The way I see it were are currently an online project (PD Burn) plus a few
small local groups (Reading, Deptford, Brighton?) plus maybe ten people who
occasionally pipe up in questions, no doubt work on related issues in their
own time and sometimes turn up to the odd meeting we have.
Positive thinking... in few years time we'll have five or six stable local
groups, PD Burn happily trundling along and a string of small, low intensity
lobbying efforts (polite letters and the like) on people like the BBC and
various government consultations. We have good relations with a few
sympathetic institutions and work with them when lobbying.
Pessimistic thinking... everyone will slowly drift off and FC-UK will become
another dead web site.
I'm not even sure about the kinds of decisions we'll be needing to make. I
think with hindsight that our congress last October was a bit of a farce, a
really adventurous but ultimately unrealistic approach to free culture
campaigning. We could barely run one small campaign well let alone three
ambitious ones without volunteer time put into getting significant funding
and making really good connections with sympathetic institutions who could
prop us up.
Running Remix Reading with all our other commitments is enough for the Reading
gang. I really don't think we want an additional headache from FC-UK.
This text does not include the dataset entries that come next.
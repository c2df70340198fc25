use axum::{Router, routing::get};
use storage::Database;

use super::handlers::{
    create_participant, delete_participant, get_participant, list_participant_cards,
    list_participant_goals, list_participants, update_participant,
};

pub fn routes() -> Router<Database> {
    Router::new()
        .route("/", get(list_participants).post(create_participant))
        .route(
            "/:id",
            get(get_participant)
                .put(update_participant)
                .delete(delete_participant),
        )
        .route("/:id/goals", get(list_participant_goals))
        .route("/:id/cards", get(list_participant_cards))
}
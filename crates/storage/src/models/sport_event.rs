use serde::{Deserialize, Serialize};
use sqlx::FromRow;
use utoipa::ToSchema;
use uuid::Uuid;

use super::{MatchStatus, Modality, Sport};

/// A bracket of matches for one sport and modality
#[derive(Debug, Clone, Serialize, Deserialize, FromRow, ToSchema)]
pub struct SportEvent {
    pub event_id: Uuid,
    pub sport: Sport,
    pub modality: Modality,
    pub total_matches: i32,
    pub first_place_team_id: Option<Uuid>,
    pub second_place_team_id: Option<Uuid>,
    pub third_place_team_id: Option<Uuid>,
    pub status: MatchStatus,
    pub created_at: chrono::NaiveDateTime,
}
use sqlx::PgPool;
use storage::{
    dto::{
        common::PaginationParams,
        team::{CreateTeamRequest, UpdateTeamRequest},
    },
    error::Result,
    models::{Match, Participant, Team},
    repository::{
        matches::MatchRepository, participant::ParticipantRepository, team::TeamRepository,
    },
};
use uuid::Uuid;

/// List teams by standing
pub async fn list_teams(pool: &PgPool, pagination: &PaginationParams) -> Result<(Vec<Team>, i64)> {
    let repo = TeamRepository::new(pool);
    repo.list(pagination).await
}

pub async fn get_team(pool: &PgPool, id: Uuid) -> Result<Team> {
    let repo = TeamRepository::new(pool);
    repo.find_by_id(id).await
}

pub async fn create_team(pool: &PgPool, request: &CreateTeamRequest) -> Result<Team> {
    let repo = TeamRepository::new(pool);
    let team = repo.create(request).await?;
    tracing::info!(team_id = %team.team_id, name = %team.name, "team created");
    Ok(team)
}

pub async fn update_team(pool: &PgPool, id: Uuid, request: &UpdateTeamRequest) -> Result<Team> {
    let repo = TeamRepository::new(pool);

    let existing = repo.find_by_id(id).await?;
    repo.update(&existing, request).await
}

pub async fn delete_team(pool: &PgPool, id: Uuid) -> Result<()> {
    let repo = TeamRepository::new(pool);
    repo.delete(id).await
}

/// Members of a team
pub async fn list_team_participants(pool: &PgPool, id: Uuid) -> Result<Vec<Participant>> {
    TeamRepository::new(pool).find_by_id(id).await?;
    ParticipantRepository::new(pool).list_by_team(id).await
}

/// Matches the team plays in, found through the team index on `matches`
pub async fn list_team_matches(pool: &PgPool, id: Uuid) -> Result<Vec<Match>> {
    TeamRepository::new(pool).find_by_id(id).await?;
    MatchRepository::new(pool).list_by_team(id).await
}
I can't think of a majority voting mechanism that would be appropriate.
Consensus with opt-out seems generally appropriate, though perhaps people
would rather we had some formal vote to help us block people going off an
running, for example, an FC-UK campaign promoting non-commercial CC licenses
and refusing to promote the more free counterparts.
No answers, just musings. I've said my piece on consensus before.